To achieve top sales performance, you don’t need a sales team dominated by business degrees from Harvard or resumes full of eye-popping company logos. Those attributes are all well and good, but they’re not requirements for top performance.

Instead, look to your sales managers. Are they prepared to provide the leadership and coaching their sales teams need to maximize selling potential?

In our Top-Performing Sales Manager research, we found that sales managers of top-performing teams are 67% more likely to be extremely or very confident in their ability to help their sellers achieve strong sales performance.

This confidence comes through to their teams because the best sellers are 83% more likely to say their sales managers are effective in helping them achieve top performance.

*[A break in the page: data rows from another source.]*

//! Upload storage: raw presentation bytes kept on local disk.
//!
//! DESIGN
//! ======
//! Each upload moves through `received -> stored -> servable`. The store
//! assigns a generated filename (32 lowercase hex chars from a v4 UUID),
//! writes the bytes under that name, and later serves them back by the same
//! name. Only well-formed generated names are ever mapped to a path, so a
//! retrieval request cannot escape the upload directory.
//!
//! Files are created with `create_new`, so a name collision surfaces as an
//! I/O error instead of silently replacing an earlier upload.

use std::io::ErrorKind;
use std::path::{Path, PathBuf};
use std::sync::Arc;

use tokio::io::AsyncWriteExt;
use uuid::Uuid;

const GENERATED_NAME_LEN: usize = 32;

// =============================================================================
// ERROR TYPE
// =============================================================================

#[derive(Debug, thiserror::Error)]
pub enum StorageError {
    #[error("upload not found: {0}")]
    NotFound(String),
    #[error("not a generated upload name: {0}")]
    InvalidName(String),
    #[error("storage i/o failed: {0}")]
    Io(#[from] std::io::Error),
}

// =============================================================================
// STORE
// =============================================================================

/// Result of persisting one upload.
#[derive(Debug, Clone, PartialEq, Eq)]
pub struct StoredUpload {
    pub generated: String,
    pub size: usize,
}

#[derive(Clone, Debug)]
pub struct UploadStore {
    dir: Arc<PathBuf>,
}

impl UploadStore {
    /// Point a store at `dir` without touching the filesystem.
    #[must_use]
    pub fn at(dir: impl Into<PathBuf>) -> Self {
        Self { dir: Arc::new(dir.into()) }
    }

    /// Create the upload directory if needed and return a store rooted there.
    ///
    /// # Errors
    ///
    /// Returns an error if the directory cannot be created.
    pub async fn open(dir: &Path) -> Result<Self, StorageError> {
        tokio::fs::create_dir_all(dir).await?;
        Ok(Self::at(dir))
    }

    #[must_use]
    pub fn dir(&self) -> &Path {
        &self.dir
    }

    /// Persist `bytes` under a freshly generated name.
    ///
    /// # Errors
    ///
    /// Returns an error if the file cannot be created or written.
    pub async fn store(&self, bytes: &[u8]) -> Result<StoredUpload, StorageError> {
        let generated = generate_name();
        let path = self.dir.join(&generated);

        let mut file = tokio::fs::OpenOptions::new()
            .write(true)
            .create_new(true)
            .open(&path)
            .await?;
        file.write_all(bytes).await?;
        file.flush().await?;

        Ok(StoredUpload { generated, size: bytes.len() })
    }

    /// Read back a stored upload by its generated name.
    ///
    /// # Errors
    ///
    /// Returns `NotFound` when no such upload exists, `InvalidName` when the
    /// name could not have been generated by this store.
    pub async fn read(&self, generated: &str) -> Result<Vec<u8>, StorageError> {
        let path = self.path_for(generated)?;
        if !tokio::fs::try_exists(&path).await? {
            return Err(StorageError::NotFound(generated.to_owned()));
        }
        match tokio::fs::read(&path).await {
            Ok(bytes) => Ok(bytes),
            Err(e) if e.kind() == ErrorKind::NotFound => Err(StorageError::NotFound(generated.to_owned())),
            Err(e) => Err(StorageError::Io(e)),
        }
    }

    fn path_for(&self, generated: &str) -> Result<PathBuf, StorageError> {
        if !is_generated_name(generated) {
            return Err(StorageError::InvalidName(generated.to_owned()));
        }
        Ok(self.dir.join(generated))
    }
}

/// Produce a new upload filename.
#[must_use]
pub fn generate_name() -> String {
    Uuid::new_v4().simple().to_string()
}

/// True when `name` has the shape produced by [`generate_name`].
#[must_use]
pub fn is_generated_name(name: &str) -> bool {
    name.len() == GENERATED_NAME_LEN && name.bytes().all(|b| matches!(b, b'0'..=b'9' | b'a'..=b'f'))
}

#[cfg(test)]
#[path = "storage_test.rs"]
mod tests;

The good news for sales organizations is that sales manager confidence can be developed, even in situations where it seems to be inherently missing.  As Adam Grant, author of “Think Again: The Power of Knowing What You Don’t Know,” has written, “A lack of confidence is a reminder that you have something to learn.” As you read on, you’ll learn how sales managers can cultivate the confidence needed to build sales teams that meet goals in the face of challenging conditions.

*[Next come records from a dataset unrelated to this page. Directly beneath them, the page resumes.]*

use super::*;

#[test]
fn chat_with_messages_decodes() {
    let json = r#"{
        "id": "c1",
        "title": "Quarterly review",
        "created_at": "2025-04-20T10:15:00",
        "messages": [
            {"id": "m1", "message": "hello", "created_at": "2025-04-20T10:16:00", "path": null},
            {"id": "m2", "message": "see deck", "created_at": "2025-04-20T10:17:00", "path": "http://relay/uploads/ab?name=a.pptx"}
        ]
    }"#;
    let chat: Chat = serde_json::from_str(json).unwrap();
    assert_eq!(chat.messages.len(), 2);
    assert!(chat.messages[0].path.is_none());
    assert_eq!(chat.messages[1].path.as_deref(), Some("http://relay/uploads/ab?name=a.pptx"));
}

#[test]
fn chat_summary_without_messages_decodes_empty() {
    let chat: Chat = serde_json::from_str(r#"{"id":"c1","title":"t","created_at":"x"}"#).unwrap();
    assert!(chat.messages.is_empty());
}

#[test]
fn chat_with_null_messages_decodes_empty() {
    let chat: Chat = serde_json::from_str(r#"{"id":"c1","title":"t","messages":null}"#).unwrap();
    assert!(chat.messages.is_empty());
    assert!(chat.created_at.is_empty());
}

#[test]
fn accepted_extensions_are_case_insensitive() {
    assert!(has_accepted_extension("deck.pptx"));
    assert!(has_accepted_extension("DECK.PPT"));
    assert!(!has_accepted_extension("deck.pdf"));
    assert!(!has_accepted_extension("pptx"));
}

#[test]
fn file_name_of_uses_last_component() {
    assert_eq!(file_name_of(Path::new("/tmp/decks/slides.pptx")), "slides.pptx");
}

#[tokio::test]
async fn read_missing_presentation_is_io_error() {
    let err = Presentation::read(Path::new("/definitely/not/here.pptx")).await.unwrap_err();
    assert!(matches!(err, ApiError::Io(_)));
}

Who Are the Top Performers?

If consistently hitting sales goals were easy, everyone would do it. But they decidedly don’t. In our recent global research of 1,004 sellers and sales managers, only 18.7% of respondents belong to the Top Performer group, defined as:

  • 75% or more of sellers on their teams met extremely or very challenging annual goals
  • Win rate on proposed sales is greater than 50%
  • Achieve premium pricing

What Is Confidence?

Confidence is the belief that you or someone else can do something well or succeed at something. This belief in oneself and one’s team is critical to sales success.

Why?

Because when you’re providing advice and guidance – whether to sellers or prospects – people can sense doubt. They aren’t going to risk taking advice from someone who isn’t confident. In an environment where nobody wins 100% of the time, no team can afford to lose ground due to confidence issues.

How to Help Your Sales Managers Develop Confidence

Writing for Harvard Business Review, Amy Gallo suggests several ways to build confidence: Preparation, of course, is key (remember the phrase practice makes perfect?). As is getting feedback, when necessary. All of which can be achieved through a training initiative that allows managers to acquire and practice specific skills.

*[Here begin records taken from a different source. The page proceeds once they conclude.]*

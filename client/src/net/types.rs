//! Wire types shared by the chat API and relay clients.

use std::path::Path;

use serde::{Deserialize, Deserializer, Serialize};

/// Content type sent with presentation uploads.
pub const PPTX_MIME: &str = "application/vnd.openxmlformats-officedocument.presentationml.presentation";

/// Presentation extensions accepted by the client before any upload.
pub const ACCEPTED_EXTENSIONS: [&str; 2] = ["ppt", "pptx"];

// =============================================================================
// ERROR
// =============================================================================

/// Errors produced by chat API and relay calls.
#[derive(Debug, Clone, PartialEq, Eq, thiserror::Error)]
pub enum ApiError {
    /// The request never produced an HTTP response.
    #[error("request failed: {0}")]
    Transport(String),

    /// The server answered with a non-success status.
    #[error("server returned status {status}")]
    Status { status: u16, body: String },

    /// The response body could not be decoded.
    #[error("response decode failed: {0}")]
    Decode(String),

    /// A local file could not be read for upload.
    #[error("file read failed: {0}")]
    Io(String),

    /// The underlying HTTP client could not be constructed.
    #[error("HTTP client build failed: {0}")]
    HttpClientBuild(String),
}

// =============================================================================
// CHATS
// =============================================================================

/// A chat record. List responses omit `messages`; they decode as empty.
#[derive(Debug, Clone, PartialEq, Eq, Serialize, Deserialize)]
pub struct Chat {
    pub id: String,
    pub title: String,
    #[serde(default)]
    pub created_at: String,
    #[serde(default, deserialize_with = "null_as_empty")]
    pub messages: Vec<Message>,
}

/// A server-confirmed chat message.
#[derive(Debug, Clone, PartialEq, Eq, Serialize, Deserialize)]
pub struct Message {
    pub id: String,
    pub message: String,
    #[serde(default)]
    pub created_at: String,
    /// Attachment reference, usually a relay retrieval URL.
    #[serde(default)]
    pub path: Option<String>,
}

fn null_as_empty<'de, D, T>(deserializer: D) -> Result<Vec<T>, D::Error>
where
    D: Deserializer<'de>,
    T: Deserialize<'de>,
{
    Ok(Option::<Vec<T>>::deserialize(deserializer)?.unwrap_or_default())
}

// =============================================================================
// UPLOADS
// =============================================================================

/// Relay response to `POST /upload`.
#[derive(Debug, Clone, PartialEq, Eq, Serialize, Deserialize)]
pub struct UploadReceipt {
    pub url: String,
    pub name: String,
}

/// A presentation file picked by the user, held in memory for upload.
#[derive(Debug, Clone, PartialEq, Eq)]
pub struct Presentation {
    pub name: String,
    pub bytes: Vec<u8>,
}

impl Presentation {
    #[must_use]
    pub fn new(name: impl Into<String>, bytes: Vec<u8>) -> Self {
        Self { name: name.into(), bytes }
    }

    /// Read a presentation from disk, naming it after the file.
    ///
    /// # Errors
    ///
    /// Returns `ApiError::Io` if the file cannot be read.
    pub async fn read(path: &Path) -> Result<Self, ApiError> {
        let bytes = tokio::fs::read(path)
            .await
            .map_err(|e| ApiError::Io(format!("{}: {e}", path.display())))?;
        Ok(Self::new(file_name_of(path), bytes))
    }

    /// True when the file name ends in `.ppt` or `.pptx` (case-insensitive).
    #[must_use]
    pub fn has_accepted_extension(&self) -> bool {
        has_accepted_extension(&self.name)
    }
}

#[must_use]
pub fn has_accepted_extension(name: &str) -> bool {
    Path::new(name)
        .extension()
        .and_then(|ext| ext.to_str())
        .is_some_and(|ext| ACCEPTED_EXTENSIONS.iter().any(|a| a.eq_ignore_ascii_case(ext)))
}

/// Final component of `path` as a display name.
#[must_use]
pub fn file_name_of(path: &Path) -> String {
    path.file_name()
        .map_or_else(|| path.display().to_string(), |n| n.to_string_lossy().into_owned())
}

#[cfg(test)]
#[path = "types_test.rs"]
mod types_test;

Specifically, for sales managers, our research goes further by identifying the seven skills and behaviors that are key drivers contributing to higher levels of confidence. They are:

  • Coaching sellers to lead masterful sales conversations
  • Coaching sellers to build selling skills
  • Helping sellers build meaningful and achievable goals and action plans
  • Motivating sellers for high productivity
  • Holding sellers accountable for their action and outcome commitments
  • Hiring sellers who become top performers
  • Proactivity providing deal coaching to maximize wins

Note that the first two skills pertain to how sales managers coach their sellers. Top Performers are more likely to have managers who motivate them for high productivity and performance. Plus, sellers with the combination of an effective manager, a regular ongoing rhythm of coaching, and effective training are 63% more likely to be Top Performers.

The next three skills are all about helping sellers become more productive. We’ve done extensive research on the link between productivity and performance. The research shows that the Extremely Productive are more likely to be Top Performers, as well as more likely to be satisfied with their job.

Unfortunately, few sales organizations explicitly link the development of their sellers and sales managers with developing behaviors for increased productivity. This is an untapped opportunity for learning and development teams in many organizations.

Build Confidence, Refine Sales Management and Coaching Skills, and Win

These seven skills are the key drivers to developing a sales manager’s confidence, however, 13 out of 15 sales management and coaching skills studied correlate significantly with sales team top performance. All have a place in sales training initiatives, depending on existing capabilities and the development needs of the team.

Ultimately, developing sales managers’ confidence in their capabilities results in effectively managing and coaching sales teams. And that translates into stronger sales performance.